Monday, November 16, 2020

Not just during Covid-19: Time for data masking

Facial data mask

If you follow common sense or health agency / government instructions, you probably wear at least a basic face mask when mingling with other people. Mostly, this is to protect others from your droplets, possibly with some virus-laden payload. If the mask is more advanced, it is capably of filtering out stuff that may harm you.

Similar to face mask, data masks have been around for a long time. Data masks and face masks share the same purpose, preventing leakage of damaging "tiny bits". In the database system Db2, data masking is already built-in. You only need to apply data masking by defining masks (styling and sewing your own mask) and enabling them (putting it own). Here is how.

Data masking

The term data masking covers (pun intended) the various methods to hide all or parts of original data and instead providing some modifed data. Thus, data masking is essential to privacy and data protection. Another term often used is data obfuscation because of how some data masking techniques work.

You may have noticed data masking in action. On payment receipts, parts of your card number is replaced by X or *. In letters or on the phone, reference are made to IDs starting or ending with some numbers without giving away all data. You may have seen declassified reports with parts blacked or deleted. All these are data masking techniques. Here are methods applied to the same input:

Data masking applied

Data masking can be statically applied or handled dynamically depending on who is accessing the data. Masking can be performed by tools outside the data source or by the system itself. Db2 has masking capabilities built-in as part of the Row and Column Access Control (RCAC).

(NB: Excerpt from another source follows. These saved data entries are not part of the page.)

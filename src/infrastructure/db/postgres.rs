//! PostgreSQL executor
//!
//! Runs generated SELECT statements against the target database and maps
//! driver failures onto the execution-error taxonomy. The pool is created
//! with a short acquire timeout so exhaustion surfaces as a `Connection`
//! error instead of queueing indefinitely.

use super::DatabaseClient;
use crate::domain::error::{AppError, ExecutionErrorKind, Result};
use crate::domain::session::RowSet;
use async_trait::async_trait;
use bigdecimal::ToPrimitive;
use sqlx::postgres::{PgPoolOptions, PgRow};
use sqlx::types::BigDecimal;
use sqlx::{Column, Pool, Postgres, Row};
use std::collections::HashMap;
use std::time::Duration;
use tracing::{error, info};

#[derive(Debug, Clone)]
pub struct PostgresExecutorConfig {
    pub max_connections: u32,
    pub acquire_timeout_secs: u64,
    pub query_timeout_secs: u64,
}

impl Default for PostgresExecutorConfig {
    fn default() -> Self {
        Self {
            max_connections: 5,
            acquire_timeout_secs: 5,
            query_timeout_secs: 30,
        }
    }
}

pub struct PostgresExecutor {
    pool: Pool<Postgres>,
    config: PostgresExecutorConfig,
}

impl PostgresExecutor {
    pub async fn connect(url: &str, config: PostgresExecutorConfig) -> Result<Self> {
        let pool = PgPoolOptions::new()
            .max_connections(config.max_connections)
            .acquire_timeout(Duration::from_secs(config.acquire_timeout_secs))
            .connect(url)
            .await
            .map_err(|e| {
                error!("Failed to connect to PostgreSQL: {}", e);
                AppError::Execution(
                    ExecutionErrorKind::Connection,
                    format!("Failed to connect to PostgreSQL: {}", e),
                )
            })?;
        info!("Created PostgreSQL connection pool ({} max)", config.max_connections);
        Ok(Self { pool, config })
    }

    /// Map a sqlx error onto the execution-error taxonomy using SQLSTATE
    /// class codes where available.
    fn classify(e: sqlx::Error) -> AppError {
        match &e {
            sqlx::Error::Database(db_err) => {
                let code = db_err.code().map(|c| c.to_string()).unwrap_or_default();
                let kind = match code.as_str() {
                    c if c.starts_with("42501") => ExecutionErrorKind::Permission,
                    c if c.starts_with("42") => ExecutionErrorKind::Syntax,
                    c if c.starts_with("23") => ExecutionErrorKind::Constraint,
                    "57014" => ExecutionErrorKind::Timeout,
                    c if c.starts_with("08") || c.starts_with("53") => {
                        ExecutionErrorKind::Connection
                    }
                    _ => ExecutionErrorKind::Syntax,
                };
                AppError::Execution(kind, db_err.message().to_string())
            }
            sqlx::Error::PoolTimedOut => AppError::Execution(
                ExecutionErrorKind::Connection,
                "Connection pool exhausted".to_string(),
            ),
            sqlx::Error::Io(io) => {
                AppError::Execution(ExecutionErrorKind::Connection, io.to_string())
            }
            other => AppError::Execution(ExecutionErrorKind::Connection, other.to_string()),
        }
    }

    /// Extract a column value from a row as serde_json::Value.
    fn extract_column_value(row: &PgRow, index: usize) -> serde_json::Value {
        if let Ok(v) = row.try_get::<Option<String>, _>(index) {
            return v
                .map(serde_json::Value::String)
                .unwrap_or(serde_json::Value::Null);
        }
        if let Ok(v) = row.try_get::<Option<i64>, _>(index) {
            return v
                .map(|n| serde_json::Value::Number(n.into()))
                .unwrap_or(serde_json::Value::Null);
        }
        if let Ok(v) = row.try_get::<Option<i32>, _>(index) {
            return v
                .map(|n| serde_json::Value::Number(n.into()))
                .unwrap_or(serde_json::Value::Null);
        }
        if let Ok(v) = row.try_get::<Option<i16>, _>(index) {
            return v
                .map(|n| serde_json::Value::Number(n.into()))
                .unwrap_or(serde_json::Value::Null);
        }
        if let Ok(v) = row.try_get::<Option<f64>, _>(index) {
            return v
                .and_then(serde_json::Number::from_f64)
                .map(serde_json::Value::Number)
                .unwrap_or(serde_json::Value::Null);
        }
        // NUMERIC / DECIMAL, including SUM() and AVG() aggregates.
        if let Ok(v) = row.try_get::<Option<BigDecimal>, _>(index) {
            return v.map(Self::decimal_value).unwrap_or(serde_json::Value::Null);
        }
        if let Ok(v) = row.try_get::<Option<bool>, _>(index) {
            return v
                .map(serde_json::Value::Bool)
                .unwrap_or(serde_json::Value::Null);
        }
        if let Ok(v) = row.try_get::<Option<chrono::DateTime<chrono::Utc>>, _>(index) {
            return v
                .map(|dt| serde_json::Value::String(dt.to_rfc3339()))
                .unwrap_or(serde_json::Value::Null);
        }
        if let Ok(v) = row.try_get::<Option<chrono::NaiveDate>, _>(index) {
            return v
                .map(|d| serde_json::Value::String(d.to_string()))
                .unwrap_or(serde_json::Value::Null);
        }
        serde_json::Value::Null
    }

    /// Render a decimal as a JSON number; values outside f64 range fall back
    /// to their exact string form instead of null.
    fn decimal_value(d: BigDecimal) -> serde_json::Value {
        d.to_f64()
            .and_then(serde_json::Number::from_f64)
            .map(serde_json::Value::Number)
            .unwrap_or_else(|| serde_json::Value::String(d.to_string()))
    }
}

#[async_trait]
impl DatabaseClient for PostgresExecutor {
    async fn run(&self, sql: &str, limit: usize) -> Result<RowSet> {
        let result = tokio::time::timeout(
            Duration::from_secs(self.config.query_timeout_secs),
            sqlx::query(sql).fetch_all(&self.pool),
        )
        .await
        .map_err(|_| {
            AppError::Execution(
                ExecutionErrorKind::Timeout,
                format!("Query timed out after {} seconds", self.config.query_timeout_secs),
            )
        })?
        .map_err(Self::classify)?;

        let truncated = result.len() > limit;
        let mut rows_json: Vec<HashMap<String, serde_json::Value>> = Vec::new();
        let mut columns: Vec<String> = Vec::new();

        for row in result.iter().take(limit) {
            if columns.is_empty() {
                columns = row.columns().iter().map(|c| c.name().to_string()).collect();
            }
            let mut row_map = HashMap::new();
            for (i, column) in row.columns().iter().enumerate() {
                row_map.insert(column.name().to_string(), Self::extract_column_value(row, i));
            }
            rows_json.push(row_map);
        }

        Ok(RowSet {
            columns,
            rows: rows_json,
            truncated,
        })
    }
}
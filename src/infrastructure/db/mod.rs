pub mod postgres;

use crate::domain::error::Result;
use crate::domain::session::RowSet;
use async_trait::async_trait;

/// Relational database client. Connection lifecycle is owned externally; the
/// core treats the pool as a capacity-limited resource and must see a
/// `Connection` error promptly when it is exhausted rather than block.
#[async_trait]
pub trait DatabaseClient {
    /// Run a SELECT and return at most `limit` rows; failures come back as
    /// `AppError::Execution` with a classified kind.
    async fn run(&self, sql: &str, limit: usize) -> Result<RowSet>;
}
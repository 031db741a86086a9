use serde::{Deserialize, Serialize};

/// Connection settings for an OpenAI-compatible completion/embedding endpoint.
#[derive(Debug, Serialize, Deserialize, Clone)]
pub struct LLMConfig {
    pub base_url: String,
    pub model: String,
    pub embedding_model: String,
    pub api_key: Option<String>,
    pub max_tokens: Option<u32>,
    pub temperature: Option<f32>,
    /// Per-request timeout in seconds.
    pub request_timeout_secs: u64,
}

impl Default for LLMConfig {
    fn default() -> Self {
        Self {
            base_url: "http://localhost:1234/v1".to_string(),
            model: "local-model".to_string(),
            embedding_model: "text-embedding-3-small".to_string(),
            api_key: None,
            max_tokens: Some(1024),
            temperature: Some(0.2),
            request_timeout_secs: 60,
        }
    }
}
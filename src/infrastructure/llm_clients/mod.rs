pub mod openai;

use crate::domain::error::Result;
use crate::domain::llm_config::LLMConfig;
use async_trait::async_trait;

/// Opaque completion function. Fails with `RateLimited`, `Timeout` or
/// `Model`; all are transient and retried with backoff by the orchestrator,
/// never here.
#[async_trait]
pub trait LLMClient {
    async fn generate(&self, config: &LLMConfig, system: &str, user: &str) -> Result<String>;
}

/// Opaque embedding function. Fails with `Embedding` (transient).
#[async_trait]
pub trait EmbeddingClient {
    async fn embed(&self, text: &str) -> Result<Vec<f32>>;
}
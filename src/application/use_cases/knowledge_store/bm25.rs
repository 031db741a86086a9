use std::collections::{HashMap, HashSet};

/// BM25 scoring parameters
const BM25_K1: f32 = 1.2; // Term frequency saturation
const BM25_B: f32 = 0.75; // Length normalization

/// BM25 scorer over the knowledge corpus, used as the lexical channel of
/// hybrid search. Built fresh from a snapshot per query; the corpus is small
/// enough that index reuse is not worth the staleness.
pub struct Bm25Scorer {
    /// term -> number of documents containing the term
    doc_frequencies: HashMap<String, usize>,
    total_docs: usize,
    avg_doc_len: f32,
}

impl Bm25Scorer {
    pub fn from_documents(documents: &[String]) -> Self {
        let mut doc_frequencies: HashMap<String, usize> = HashMap::new();
        let mut total_length = 0usize;

        for doc in documents {
            let tokens = Self::tokenize(doc);
            let unique_tokens: HashSet<_> = tokens.iter().collect();
            for token in unique_tokens {
                *doc_frequencies.entry(token.clone()).or_insert(0) += 1;
            }
            total_length += tokens.len();
        }

        let avg_doc_len = if documents.is_empty() {
            1.0
        } else {
            total_length as f32 / documents.len() as f32
        };

        Self {
            doc_frequencies,
            total_docs: documents.len(),
            avg_doc_len,
        }
    }

    pub fn score(&self, query: &str, document: &str) -> f32 {
        let query_tokens = Self::tokenize(query);
        let doc_tokens = Self::tokenize(document);
        let doc_len = doc_tokens.len() as f32;

        let mut term_freqs: HashMap<String, usize> = HashMap::new();
        for token in &doc_tokens {
            *term_freqs.entry(token.clone()).or_insert(0) += 1;
        }

        let mut score = 0.0f32;
        for term in &query_tokens {
            let tf = *term_freqs.get(term).unwrap_or(&0) as f32;
            let df = *self.doc_frequencies.get(term).unwrap_or(&0) as f32;

            if tf > 0.0 && df > 0.0 {
                let idf = ((self.total_docs as f32 - df + 0.5) / (df + 0.5) + 1.0).ln();
                let tf_component = (tf * (BM25_K1 + 1.0))
                    / (tf + BM25_K1 * (1.0 - BM25_B + BM25_B * (doc_len / self.avg_doc_len)));
                score += idf * tf_component;
            }
        }
        score
    }

    /// Tokenize text into lowercase terms. Snake_case identifiers emit both
    /// the joined token and their parts, so "total" matches "total_amount".
    /// Short tokens are kept because table and column names are often two
    /// characters ("id", "ts").
    fn tokenize(text: &str) -> Vec<String> {
        let mut tokens = Vec::new();
        for raw in text
            .to_lowercase()
            .split(|c: char| !c.is_alphanumeric() && c != '_')
        {
            if raw.is_empty() {
                continue;
            }
            tokens.push(raw.to_string());
            if raw.contains('_') {
                for part in raw.split('_').filter(|s| !s.is_empty()) {
                    tokens.push(part.to_string());
                }
            }
        }
        tokens
    }
}
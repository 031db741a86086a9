//! Knowledge base entities
//!
//! A knowledge item is a stored, reusable fragment (schema description, past
//! successful question→SQL pattern, or correction strategy) used to ground SQL
//! generation. Items carry usage statistics and an adaptive weight derived
//! from them; items are never deleted, only decayed toward zero.

use chrono::{DateTime, Utc};
use serde::{Deserialize, Serialize};
use sha2::{Digest, Sha256};
use uuid::Uuid;

#[derive(Debug, Clone, Copy, PartialEq, Eq, Serialize, Deserialize)]
pub enum KnowledgeKind {
    SchemaFragment,
    QueryPattern,
    CorrectionStrategy,
}

#[derive(Debug, Clone, Default, Serialize, Deserialize)]
pub struct KnowledgeMetadata {
    /// Source table names referenced by this fragment.
    pub tables: Vec<String>,
    /// Session that produced the item, when learned from a turn.
    pub session_id: Option<String>,
    pub turn_id: Option<Uuid>,
    /// sha256 of the item text; schema ingestion dedups on this.
    pub content_hash: String,
}

#[derive(Debug, Clone, Serialize, Deserialize)]
pub struct KnowledgeItem {
    pub id: Uuid,
    pub kind: KnowledgeKind,
    pub text: String,
    pub embedding: Vec<f32>,
    pub metadata: KnowledgeMetadata,
    pub usage_count: u64,
    pub success_count: u64,
    /// Derived success ratio in [0, 1]. Never set directly by callers;
    /// recomputed from the counters on every outcome. Retrieval applies the
    /// recency decay on top (see `effective_weight`).
    pub weight: f32,
    pub created_at: DateTime<Utc>,
    pub last_used_at: DateTime<Utc>,
}

impl KnowledgeItem {
    /// Fold a terminal outcome into the counters and rederive the weight.
    pub fn apply_outcome(&mut self, success: bool, now: DateTime<Utc>) {
        self.usage_count += 1;
        if success {
            self.success_count += 1;
        }
        self.last_used_at = now;
        self.weight =
            (self.success_count as f32 / self.usage_count.max(1) as f32).clamp(0.0, 1.0);
    }

    /// Weight with recency decay applied: stale items lose influence even
    /// without reuse. The half-life is a tunable, not a hidden constant.
    pub fn effective_weight(&self, now: DateTime<Utc>, half_life_days: f32) -> f32 {
        let age_secs = (now - self.last_used_at).num_seconds().max(0) as f32;
        let age_days = age_secs / 86_400.0;
        let decay = 0.5f32.powf(age_days / half_life_days.max(f32::EPSILON));
        (self.weight * decay).clamp(0.0, 1.0)
    }
}

/// Input to `KnowledgeStore::ingest`; the store assigns id, hash, counters
/// and the embedding.
#[derive(Debug, Clone)]
pub struct KnowledgeDraft {
    pub kind: KnowledgeKind,
    pub text: String,
    pub tables: Vec<String>,
    pub session_id: Option<String>,
    pub turn_id: Option<Uuid>,
}

/// Append-only record of a weight update; the stored counters are the
/// reduction of this log, which is retained for replay and debugging.
#[derive(Debug, Clone, Serialize, Deserialize)]
pub struct WeightEvent {
    pub item_id: Uuid,
    pub success: bool,
    pub at: DateTime<Utc>,
}

pub fn content_hash(text: &str) -> String {
    let mut hasher = Sha256::new();
    hasher.update(text.as_bytes());
    hex::encode(hasher.finalize())
}
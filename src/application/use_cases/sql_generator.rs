//! SQL generation
//!
//! Builds one SELECT candidate from the planned intent, the retrieved
//! knowledge context and the structured history of SQL already rejected in
//! this turn. Also hosts the result-interpretation pass used by the analyze
//! route.

use crate::application::use_cases::knowledge_store::ScoredItem;
use crate::domain::error::{AppError, Result};
use crate::domain::intent::Intent;
use crate::domain::llm_config::LLMConfig;
use crate::domain::session::{PriorError, RowSet, SqlCandidate};
use crate::infrastructure::llm_clients::LLMClient;
use crate::infrastructure::response::{extract_json, extract_sql};
use serde::Deserialize;
use std::sync::Arc;
use tracing::debug;

const GENERATOR_SYSTEM_PROMPT: &str = r#"You are an expert PostgreSQL query writer.
Write exactly one SELECT statement answering the question, using only the
tables and columns shown in the provided context. Respond with JSON only:
{"sql": "SELECT ...", "rationale": "one sentence on the approach"}
Rules:
- SELECT statements only, never any statement that modifies data.
- If earlier attempts are listed, their errors explain what to avoid; do not
  repeat a rejected statement."#;

const ANALYST_SYSTEM_PROMPT: &str = r#"You are a data analyst. Given a question,
the SQL that was run and its result rows, answer the question in plain
language. Mention concrete numbers from the rows. Two to four sentences."#;

#[derive(Debug, Deserialize)]
struct GeneratorOutput {
    sql: String,
    #[serde(default)]
    rationale: String,
}

pub struct SqlGenerator {
    llm: Arc<dyn LLMClient + Send + Sync>,
    config: LLMConfig,
}

impl SqlGenerator {
    pub fn new(llm: Arc<dyn LLMClient + Send + Sync>, config: LLMConfig) -> Self {
        Self { llm, config }
    }

    pub async fn generate(
        &self,
        question: &str,
        intent: &Intent,
        context: &[ScoredItem],
        prior_errors: &[PriorError],
    ) -> Result<SqlCandidate> {
        let user = Self::build_prompt(question, intent, context, prior_errors);
        let raw = self.llm.generate(&self.config, GENERATOR_SYSTEM_PROMPT, &user).await?;

        // Prefer the structured payload; models that ignore the JSON contract
        // usually still fence the SQL.
        let candidate = match serde_json::from_str::<GeneratorOutput>(&extract_json(&raw)) {
            Ok(out) => SqlCandidate {
                text: out.sql.trim().to_string(),
                rationale: out.rationale,
            },
            Err(_) => SqlCandidate {
                text: extract_sql(&raw),
                rationale: String::new(),
            },
        };

        if candidate.text.is_empty() {
            return Err(AppError::Model("Generator returned no SQL".to_string()));
        }
        debug!("Generated SQL candidate ({} chars)", candidate.text.len());
        Ok(candidate)
    }

    /// Analyze-route answer: interpret the result rows instead of just
    /// rendering them.
    pub async fn interpret(&self, question: &str, sql: &str, result: &RowSet) -> Result<String> {
        let user = format!(
            "Question: {}\nSQL: {}\nResult:\n{}",
            question,
            sql,
            result.to_table_text(50)
        );
        let answer = self.llm.generate(&self.config, ANALYST_SYSTEM_PROMPT, &user).await?;
        let answer = crate::infrastructure::response::clean_llm_response(&answer);
        if answer.is_empty() {
            return Err(AppError::Model("Analyst returned an empty answer".to_string()));
        }
        Ok(answer)
    }

    fn build_prompt(
        question: &str,
        intent: &Intent,
        context: &[ScoredItem],
        prior_errors: &[PriorError],
    ) -> String {
        let mut prompt = String::new();
        if !context.is_empty() {
            prompt.push_str("Context:\n");
            for scored in context {
                prompt.push_str(&format!("- {}\n", scored.item.text));
            }
            prompt.push('\n');
        }
        prompt.push_str(&format!("Question: {}\n", question));
        if !intent.entities.is_empty() {
            prompt.push_str(&format!("Entities: {}\n", intent.entities.join(", ")));
        }
        if !intent.constraints.is_empty() {
            prompt.push_str(&format!("Constraints: {}\n", intent.constraints.join("; ")));
        }
        if !prior_errors.is_empty() {
            prompt.push_str("\nEarlier attempts that failed:\n");
            for (i, prior) in prior_errors.iter().enumerate() {
                prompt.push_str(&format!("{}. SQL: {}\n   Error: {}\n", i + 1, prior.sql, prior.error));
            }
        }
        prompt
    }
}
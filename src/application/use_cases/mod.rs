pub mod intent_planner;
pub mod knowledge_store;
pub mod orchestrator;
pub mod query_executor;
pub mod reranker;
pub mod sql_generator;
pub mod validator;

Db2 Row and Column Access Control

One of the many data security features in Db2 is the Row and Column Access Control (RCAC), sometimes called fine-grained access control (FGAC). It allows to filter out rows based on access permissions and to guard column data based on masks. A mask can be defined with a CREATE MASK statement which roughly follows this structure:

CREATE MASK maskName ON tableIdentifier
FOR COLUMN columnIdentifier
RETURN dataMaskingExpression
ENABLE;

The dataMaskingExpression is can range from a simple expression like always returning the last few digits of a number to a complex CASE expression. The latter can be used to mask, transform or obfuscate the original data depending on the user, group or role accessing it (see the docs for examples). Thus, certain privileged roles are able to read the actual data while others might see only a fraction or nothing at all.

Conclusions

Face masks and data masks have commonalities. Both protect against leaking harmful particles. Face masks should be worn during the Covid-19 pandemic, data masks are a common tool to enhance data security and to protect data.